Notre sympathique président me demande un article sur la réalisation de l’unité en Bretagne. Se rendant à son invitation, c’est donc un des derniers survivants d’une époque déjà bien lointaine qui va s’efforcer de rassembler ses souvenirs tout en saluant avec émotion la mémoire de tous ces vieux camarades qui ont donné le meilleur d’eux-mêmes à la propagande socialiste dans une période où elle était si difficile, et qui, à part quelques-uns, n’ont pu, hélas, et je souhaite me tromper, résister au dur assaut du temps.

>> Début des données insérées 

//! In-place normalization passes over whole image buffers.
//!
//! # Normalization Methods
//!
//! * **L1 Normalization** ([`l1_normalize`]) - Scale so all samples sum to one
//! * **Feature Normalization** ([`feature_normalize`]) - Min-max rescale to the [0, 1] range
//!
//! Both passes are global: every sample of every channel takes part in the
//! same sum or the same min/max, channels are never normalized on their own.
//! Kernels rely on this, a multi-channel kernel sums to one over all its
//! planes together.

use convkit_image::{Image, ImageError};

/// Normalize an image in place so that all of its samples sum to one.
///
/// When the samples sum to exactly zero every sample is set to the uniform
/// value `1 / (width * height)` instead of dividing by zero.
///
/// # Arguments
///
/// * `image` - The image to normalize, modified in place.
///
/// # Example
///
/// ```
/// use convkit_image::Image;
/// use convkit_imgproc::normalize::l1_normalize;
///
/// let mut image = Image::new([2, 2].into(), 1, vec![1.0, 1.0, 2.0, 4.0]).unwrap();
/// l1_normalize(&mut image);
///
/// assert_eq!(image.as_slice(), &[0.125, 0.125, 0.25, 0.5]);
/// ```
pub fn l1_normalize(image: &mut Image) {
    let sum = image.as_slice().iter().sum::<f32>();

    if sum != 0.0 {
        image.as_slice_mut().iter_mut().for_each(|v| *v /= sum);
    } else {
        let uniform = 1.0 / (image.width() * image.height()) as f32;
        log::debug!(
            "l1_normalize: zero sum over {}, filling with {uniform}",
            image.size()
        );
        image.as_slice_mut().iter_mut().for_each(|v| *v = uniform);
    }
}

/// Find the minimum and maximum values in an image.
///
/// # Arguments
///
/// * `image` - The input image.
///
/// # Returns
///
/// A tuple containing the minimum and maximum values over all channels.
///
/// # Errors
///
/// Returns [`ImageError::ImageDataNotInitialized`] if the image holds no samples.
///
/// # Example
///
/// ```
/// use convkit_image::Image;
/// use convkit_imgproc::normalize::find_min_max;
///
/// let image = Image::new([2, 1].into(), 2, vec![0.0, 1.0, -3.0, 2.0]).unwrap();
///
/// let (min, max) = find_min_max(&image).unwrap();
/// assert_eq!(min, -3.0);
/// assert_eq!(max, 2.0);
/// ```
pub fn find_min_max(image: &Image) -> Result<(f32, f32), ImageError> {
    // get the first element in the image
    let first_element = match image.as_slice().first() {
        Some(&x) => x,
        None => return Err(ImageError::ImageDataNotInitialized),
    };

    let mut min = first_element;
    let mut max = first_element;

    for &x in image.as_slice().iter() {
        if x < min {
            min = x;
        }
        if x > max {
            max = x;
        }
    }

    Ok((min, max))
}

/// Rescale an image in place to the [0, 1] range using its global min and max.
///
/// A constant image has no range to rescale; every sample is set to zero.
/// An image without samples is left untouched.
///
/// # Arguments
///
/// * `image` - The image to normalize, modified in place.
///
/// # Example
///
/// ```
/// use convkit_image::Image;
/// use convkit_imgproc::normalize::feature_normalize;
///
/// let mut image = Image::new([3, 1].into(), 1, vec![-1.0, 0.0, 3.0]).unwrap();
/// feature_normalize(&mut image);
///
/// assert_eq!(image.as_slice(), &[0.0, 0.25, 1.0]);
/// ```
pub fn feature_normalize(image: &mut Image) {
    let Ok((min, max)) = find_min_max(image) else {
        return;
    };

    let range = max - min;
    if range != 0.0 {
        image
            .as_slice_mut()
            .iter_mut()
            .for_each(|v| *v = (*v - min) / range);
    } else {
        log::debug!("feature_normalize: constant image with value {min}, zeroing");
        image.as_slice_mut().iter_mut().for_each(|v| *v = 0.0);
    }
}
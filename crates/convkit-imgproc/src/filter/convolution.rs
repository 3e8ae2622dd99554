use convkit_image::{Image, ImageError};

use crate::parallel;

/// Convolve an image with a 2D kernel.
///
/// The kernel is slid over every output pixel with its center at integer
/// offset `(kernel_width / 2, kernel_height / 2)`; even sized kernels are
/// therefore biased one pixel towards the bottom right. Samples that fall
/// outside the image are read from the nearest edge pixel (replicate
/// padding). Taps are accumulated in `f64`, so small integer kernels whose
/// coefficients sum to zero give exactly zero on a constant image.
///
/// A single channel kernel is broadcast to every image channel, otherwise
/// kernel plane `c` is applied to image channel `c`.
///
/// # Arguments
///
/// * `src` - The source image with shape (W, H, C).
/// * `filter` - The kernel with shape (KW, KH, 1) or (KW, KH, C).
/// * `preserve_channels` - Keep the per-channel responses. When false the
///   responses are summed across channels into a single channel image.
///
/// # Returns
///
/// A new image with shape (W, H, C), or (W, H, 1) if `preserve_channels` is false.
///
/// # Errors
///
/// Returns [`ImageError::InvalidKernelChannels`] if the kernel has neither one
/// channel nor as many channels as the image.
///
/// # Example
///
/// ```
/// use convkit_image::Image;
/// use convkit_imgproc::filter::{convolve, kernels};
///
/// let image = Image::from_size_val([4, 3].into(), 3, 2.0);
/// let sharpened = convolve(&image, &kernels::sharpen_filter(), true).unwrap();
///
/// assert_eq!(sharpened.num_channels(), 3);
/// assert_eq!(sharpened.as_slice(), image.as_slice());
/// ```
pub fn convolve(
    src: &Image,
    filter: &Image,
    preserve_channels: bool,
) -> Result<Image, ImageError> {
    if filter.num_channels() != src.num_channels() && filter.num_channels() != 1 {
        return Err(ImageError::InvalidKernelChannels(
            filter.num_channels(),
            src.num_channels(),
        ));
    }

    log::debug!(
        "convolve: image {} x {} channels, kernel {} x {} channels, preserve: {}",
        src.size(),
        src.num_channels(),
        filter.size(),
        filter.num_channels(),
        preserve_channels
    );

    let half_x = (filter.width() / 2) as isize;
    let half_y = (filter.height() / 2) as isize;
    let broadcast = filter.num_channels() == 1;

    let mut dst = src.zeros_like();

    parallel::par_iter_planes_rows(&mut dst, |ch, y, dst_row| {
        let plane = if broadcast { 0 } else { ch };
        let top = y as isize - half_y;

        dst_row.iter_mut().enumerate().for_each(|(x, dst_val)| {
            let left = x as isize - half_x;
            let mut sum = 0.0f64;
            for fy in 0..filter.height() {
                for fx in 0..filter.width() {
                    sum += f64::from(filter[[fx, fy, plane]])
                        * f64::from(src.get_clamped(left + fx as isize, top + fy as isize, ch));
                }
            }
            *dst_val = sum as f32;
        });
    });

    if preserve_channels {
        Ok(dst)
    } else {
        Ok(sum_channels(&dst))
    }
}

/// Collapse a multi-channel image into one channel by summing the channels of each pixel.
pub fn sum_channels(src: &Image) -> Image {
    let mut dst = Image::from_size_val(src.size(), 1, 0.0);

    let plane = src.width() * src.height();
    if plane == 0 {
        return dst;
    }

    for src_plane in src.as_slice().chunks_exact(plane) {
        dst.as_slice_mut()
            .iter_mut()
            .zip(src_plane.iter())
            .for_each(|(acc, &v)| *acc += v);
    }

    dst
}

La fédération socialiste de Bretagne qui précéda l’unité, vit sa naissance dans la Loire-Inférieure, département en grande partie sous le joug de puissants hobereaux. Charles Brunellière, fondateur du Parti ouvrier nantais, créé en 1888, fut en même temps son animateur ainsi que quelques autres dont Henri Gautier qui, chassé de tous les ateliers, se réfugia à la Maison du Peuple dont il fut le meilleur des gérants et des propagandistes.
Ce fut au congrès socialiste régional de Nantes, tenu en 1900, que la fédération de Bretagne se forma en réunissant dès le début dix-huit groupes et soixante-dix organisations coopératives ou syndicales. Les groupes de Morlaix, de Carhaix, de Rennes et de Lorient furent des premiers à envoyer leur adhésion.
Le deuxième congrès annuel se tint à Morlaix ; le troisième, à Rennes ; le quatrième, à Lorient ; le cinquième, à Saint-Brieuc ; le sixième, à Brest, et, enfin, les septième, en 1907, à Saint-Brieuc.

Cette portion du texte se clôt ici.